The Centre for Research and Innovation (CRI) in Pencahuie in the Maule Valley, focuses on innovation in both viticulture and winemaking.
The expansive purpose-built facility houses a laboratory with state-of-the art equipment, an experimental winery with the capacity to vinify 200 tons of grapes, tasting rooms and a lecture room.
“Analysing different vinifications of the same grape variety from different parts of the country will help to drive research into the question of taste; which flavour and aroma compounds are most attractive to drinkers and why?” said Concha y Toro’s senior viticultural manager Carlos Valdivia.

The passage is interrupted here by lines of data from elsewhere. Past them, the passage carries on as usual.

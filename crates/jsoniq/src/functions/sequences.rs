use super::{CallCtx, FunctionRegistry, optional_argument};
use crate::item::{Item, Sequence, effective_boolean_value};
use crate::runtime::error::{Error, ErrorCode};
use crate::runtime::iterator::Result;

fn count_item(n: usize) -> Item {
    i32::try_from(n).map(Item::Int).unwrap_or_else(|_| Item::integer(n))
}

fn string_fn(call: &CallCtx<'_>, args: &[Sequence]) -> Result<Sequence> {
    let item = match args.len() {
        0 => Some(
            call.context
                .context_item()
                .ok_or_else(|| {
                    Error::from_code(ErrorCode::XPDY0002, "string() without argument needs a context item")
                })?,
        ),
        _ => optional_argument(args, 0, "string")?,
    };
    let value = match item {
        Some(item) => item.string_value()?,
        None => String::new(),
    };
    Ok(vec![Item::string(value)])
}

pub(super) fn register(reg: &mut FunctionRegistry) {
    reg.register_fn("count", 1, |_call, args| Ok(vec![count_item(args[0].len())]));
    reg.register_fn("exists", 1, |_call, args| Ok(vec![Item::Boolean(!args[0].is_empty())]));
    reg.register_fn("empty", 1, |_call, args| Ok(vec![Item::Boolean(args[0].is_empty())]));

    reg.register_fn("zero-or-one", 1, |_call, args| {
        if args[0].len() > 1 {
            return Err(Error::from_code(
                ErrorCode::FORG0003,
                format!("zero-or-one() called with a sequence of {} items", args[0].len()),
            ));
        }
        Ok(args[0].clone())
    });
    reg.register_fn("exactly-one", 1, |_call, args| {
        if args[0].len() != 1 {
            return Err(Error::from_code(
                ErrorCode::FORG0005,
                format!("exactly-one() called with a sequence of {} items", args[0].len()),
            ));
        }
        Ok(args[0].clone())
    });

    reg.register_fn("head", 1, |_call, args| Ok(args[0].first().cloned().into_iter().collect()));
    reg.register_fn("tail", 1, |_call, args| Ok(args[0].iter().skip(1).cloned().collect()));

    reg.register_fn("boolean", 1, |_call, args| Ok(vec![Item::Boolean(effective_boolean_value(&args[0])?)]));
    reg.register_fn("not", 1, |_call, args| Ok(vec![Item::Boolean(!effective_boolean_value(&args[0])?)]));

    reg.register_fn_range("string", 0, Some(1), string_fn);
}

“This in turn will influence the plantings and winemaking strategies the company takes in the future,” Valdivia added.
The centre also features 78 hectares of nursery vineyards, a project that began 15 years ago and now has the ability to yield up to two million plants a year.
There are over 2,000 combinations of rootstocks and clones possible within the nursery, which is managed by Valdivia.

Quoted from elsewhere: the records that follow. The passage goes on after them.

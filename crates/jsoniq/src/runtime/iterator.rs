//! The pull protocol every runtime operator speaks.
//!
//! An iterator is `open`ed against a [`DynamicContext`], drained with
//! `has_next`/`next`, and `close`d. Reopening with another context resets all
//! state; this is how correlated subexpressions are rescanned per outer item.
//!
//! Most operators only describe how to produce their next value
//! ([`Operator`]); [`OperatorIterator`] wraps them with the shared state
//! machine, the one-value look-ahead behind `has_next`, and the flow checks.

use core::fmt;
use std::sync::Arc;

use compact_str::CompactString;
use indexmap::IndexSet;

use crate::item::{Item, Sequence};
use crate::runtime::context::DynamicContext;
use crate::runtime::error::{Error, ErrorKind};

pub type Result<T> = std::result::Result<T, Error>;

/// Names of the free variables an iterator tree reads.
pub type VariableSet = IndexSet<CompactString>;

pub type BoxedIterator = Box<dyn RuntimeIterator>;

/// Source position of the expression an iterator evaluates.
#[derive(Debug, Clone, Copy, Default, PartialEq, Eq, Hash)]
pub struct Metadata {
    pub line: u32,
    pub column: u32,
}

impl Metadata {
    pub const fn new(line: u32, column: u32) -> Self {
        Self { line, column }
    }
}

impl fmt::Display for Metadata {
    fn fmt(&self, f: &mut fmt::Formatter<'_>) -> fmt::Result {
        write!(f, "line {}:{}", self.line, self.column)
    }
}

pub trait RuntimeIterator: Send {
    /// Start (or restart) a scan against `context`.
    fn open(&mut self, context: &Arc<DynamicContext>) -> Result<()>;

    /// Whether `next` would yield an item (or a pending error).
    fn has_next(&self) -> bool;

    fn next(&mut self) -> Result<Item>;

    /// Release resources. Idempotent; allowed in any state.
    fn close(&mut self);

    fn metadata(&self) -> Metadata;

    /// Add the free variables of this subtree to `out`.
    fn collect_dependencies(&self, out: &mut VariableSet);

    fn variable_dependencies(&self) -> VariableSet {
        let mut out = VariableSet::default();
        self.collect_dependencies(&mut out);
        out
    }

    /// Open, drain and close.
    fn materialize(&mut self, context: &Arc<DynamicContext>) -> Result<Sequence> {
        self.open(context)?;
        let mut out = Vec::new();
        while self.has_next() {
            match self.next() {
                Ok(item) => out.push(item),
                Err(e) => {
                    self.close();
                    return Err(e);
                }
            }
        }
        self.close();
        Ok(out)
    }

    /// Open, pull at most one item, close. A second item is a cardinality error.
    fn materialize_at_most_one_item(&mut self, context: &Arc<DynamicContext>) -> Result<Option<Item>> {
        self.open(context)?;
        if !self.has_next() {
            self.close();
            return Ok(None);
        }
        let first = match self.next() {
            Ok(item) => item,
            Err(e) => {
                self.close();
                return Err(e);
            }
        };
        let plural = self.has_next();
        self.close();
        if plural {
            return Err(Error::cardinality("a sequence of more than one item is not allowed here")
                .with_metadata(self.metadata()));
        }
        Ok(Some(first))
    }
}

/// Materialize an operand that must hold at most one item, naming the operand
/// in the cardinality error.
pub(crate) fn at_most_one_operand(
    child: &mut dyn RuntimeIterator,
    context: &Arc<DynamicContext>,
    expression: &str,
    side: &str,
    metadata: Metadata,
) -> Result<Option<Item>> {
    child.materialize_at_most_one_item(context).map_err(|e| {
        if e.kind() == ErrorKind::Cardinality {
            let operand = if side.is_empty() { String::new() } else { format!("{side} ") };
            Error::cardinality(format!(
                "{expression} expression requires at most one item in its {operand}input sequence."
            ))
            .with_metadata(metadata)
        } else {
            e
        }
    })
}

/// Body of a streaming operator.
///
/// `start` binds the context and opens eager children; `produce` yields the
/// next output value or `None` once exhausted; `stop` closes children.
pub trait Operator: Send {
    type Output: Send;

    fn name(&self) -> &'static str;

    fn start(&mut self, context: &Arc<DynamicContext>) -> Result<()>;

    fn produce(&mut self) -> Result<Option<Self::Output>>;

    fn stop(&mut self);

    fn dependencies(&self, out: &mut VariableSet);

    /// Variables this operator binds for the operators downstream of it.
    fn bound_variables(&self, _out: &mut VariableSet) {}
}

#[derive(Debug, Clone, Copy, PartialEq, Eq)]
pub enum OperatorState {
    Created,
    Open,
    Exhausted,
    Closed,
}

/// Drives an [`Operator`] with one value of look-ahead.
///
/// Errors raised while computing the look-ahead are held back and returned by
/// the following `next`, so values produced before them stay observable.
pub struct OperatorIterator<O: Operator> {
    operator: O,
    state: OperatorState,
    lookahead: Option<Result<O::Output>>,
    metadata: Metadata,
}

impl<O: Operator> OperatorIterator<O> {
    pub fn new(operator: O, metadata: Metadata) -> Self {
        Self { operator, state: OperatorState::Created, lookahead: None, metadata }
    }

    pub fn state(&self) -> OperatorState {
        self.state
    }

    pub fn operator(&self) -> &O {
        &self.operator
    }

    pub fn open_scan(&mut self, context: &Arc<DynamicContext>) -> Result<()> {
        if matches!(self.state, OperatorState::Open | OperatorState::Exhausted) {
            self.operator.stop();
        }
        self.lookahead = None;
        tracing::trace!(operator = self.operator.name(), "open");
        if let Err(e) = self.operator.start(context) {
            self.operator.stop();
            self.state = OperatorState::Exhausted;
            return Err(e.with_metadata(self.metadata));
        }
        self.state = OperatorState::Open;
        self.advance();
        Ok(())
    }

    fn advance(&mut self) {
        match self.operator.produce() {
            Ok(Some(value)) => self.lookahead = Some(Ok(value)),
            Ok(None) => {
                self.lookahead = None;
                self.state = OperatorState::Exhausted;
            }
            Err(e) => self.lookahead = Some(Err(e.with_metadata(self.metadata))),
        }
    }

    pub fn has_next_value(&self) -> bool {
        self.state == OperatorState::Open && self.lookahead.is_some()
    }

    pub fn next_value(&mut self) -> Result<O::Output> {
        match self.state {
            OperatorState::Created => {
                return Err(Error::flow(format!("{}: next() called before open()", self.operator.name()))
                    .with_metadata(self.metadata));
            }
            OperatorState::Closed => {
                return Err(Error::flow(format!("{}: next() called after close()", self.operator.name()))
                    .with_metadata(self.metadata));
            }
            OperatorState::Open | OperatorState::Exhausted => {}
        }
        match self.lookahead.take() {
            Some(Ok(value)) => {
                self.advance();
                Ok(value)
            }
            Some(Err(e)) => {
                self.state = OperatorState::Exhausted;
                Err(e)
            }
            None => Err(Error::flow(format!("{}: no more items", self.operator.name())).with_metadata(self.metadata)),
        }
    }

    pub fn close_scan(&mut self) {
        if matches!(self.state, OperatorState::Open | OperatorState::Exhausted) {
            tracing::trace!(operator = self.operator.name(), "close");
            self.operator.stop();
        }
        self.lookahead = None;
        self.state = OperatorState::Closed;
    }

    pub fn metadata(&self) -> Metadata {
        self.metadata
    }
}

impl<O: Operator<Output = Item>> RuntimeIterator for OperatorIterator<O> {
    fn open(&mut self, context: &Arc<DynamicContext>) -> Result<()> {
        self.open_scan(context)
    }

    fn has_next(&self) -> bool {
        self.has_next_value()
    }

    fn next(&mut self) -> Result<Item> {
        self.next_value()
    }

    fn close(&mut self) {
        self.close_scan();
    }

    fn metadata(&self) -> Metadata {
        self.metadata
    }

    fn collect_dependencies(&self, out: &mut VariableSet) {
        self.operator.dependencies(out);
    }
}

#[cfg(test)]
mod tests {
    use super::*;
    use crate::runtime::error::ErrorCode;

    struct Countdown {
        from: i32,
        current: i32,
        fail_at: Option<i32>,
    }

    impl Operator for Countdown {
        type Output = Item;

        fn name(&self) -> &'static str {
            "countdown"
        }

        fn start(&mut self, _context: &Arc<DynamicContext>) -> Result<()> {
            self.current = self.from;
            Ok(())
        }

        fn produce(&mut self) -> Result<Option<Item>> {
            if self.current == 0 {
                return Ok(None);
            }
            if self.fail_at == Some(self.current) {
                self.current = 0;
                return Err(Error::from_code(ErrorCode::FOER0000, "boom"));
            }
            self.current -= 1;
            Ok(Some(Item::Int(self.current + 1)))
        }

        fn stop(&mut self) {}

        fn dependencies(&self, _out: &mut VariableSet) {}
    }

    fn countdown(from: i32, fail_at: Option<i32>) -> OperatorIterator<Countdown> {
        OperatorIterator::new(Countdown { from, current: 0, fail_at }, Metadata::new(3, 7))
    }

    #[test]
    fn next_before_open_is_a_flow_error() {
        let mut it = countdown(2, None);
        assert!(it.next().unwrap_err().is_flow());
    }

    #[test]
    fn next_after_exhaustion_and_close_are_flow_errors() {
        let ctx = DynamicContext::empty();
        let mut it = countdown(1, None);
        it.open(&ctx).unwrap();
        assert_eq!(it.next().unwrap(), Item::Int(1));
        assert!(!it.has_next());
        assert!(it.next().unwrap_err().is_flow());
        it.close();
        it.close();
        assert!(it.next().unwrap_err().is_flow());
    }

    #[test]
    fn reopening_resets_the_scan() {
        let ctx = DynamicContext::empty();
        let mut it = countdown(2, None);
        assert_eq!(it.materialize(&ctx).unwrap(), vec![Item::Int(2), Item::Int(1)]);
        assert_eq!(it.materialize(&ctx).unwrap(), vec![Item::Int(2), Item::Int(1)]);
    }

    #[test]
    fn lookahead_errors_surface_on_the_following_next() {
        let ctx = DynamicContext::empty();
        let mut it = countdown(3, Some(2));
        it.open(&ctx).unwrap();
        assert_eq!(it.next().unwrap(), Item::Int(3));
        assert!(it.has_next());
        let err = it.next().unwrap_err();
        assert_eq!(err.code, ErrorCode::FOER0000);
        assert_eq!(err.metadata, Some(Metadata::new(3, 7)));
        assert!(!it.has_next());
    }

    #[test]
    fn at_most_one_rejects_a_second_item() {
        let ctx = DynamicContext::empty();
        assert_eq!(countdown(1, None).materialize_at_most_one_item(&ctx).unwrap(), Some(Item::Int(1)));
        assert_eq!(countdown(0, None).materialize_at_most_one_item(&ctx).unwrap(), None);
        let err = countdown(2, None).materialize_at_most_one_item(&ctx).unwrap_err();
        assert_eq!(err.kind(), ErrorKind::Cardinality);
    }
}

Having opened last month, the CRI will conduct research into genetic material, viticulture, winemaking processes and product design in a bid to improve the efficiency of grape growing and winemaking across the country.
“This project highlights Concha y Toro’s commitment to the long-term health of our country’s wine industry.
“Our goal is to support advancements in plant production, improving not only the quality of our vines, but also the performance of grape growers in the area.
“It has huge implications for our industry, and will lead to new and heightened standards of excellence and the enhanced ability to compete”, said Eduardo Guilisasti, CEO of Concha y Toro.
The CRI has partnered with UC Davis in California and with the Mercier Groupe, France’s largest vine producer, on the project.
“We wanted to contribute to the growth and development of the industry. To do this, we will promote the results and good practices so they can be adopted by the industry”, said Gerard Casaubon, director of the CRI.
The decision to locate the centre within a 1,000-hectare vineyard a considerable distance from Santiago was deliberate as the company believes that the future of the Chilean wine industry lies down south rather than in the drought-riddled north.
Source | The Drinks Business.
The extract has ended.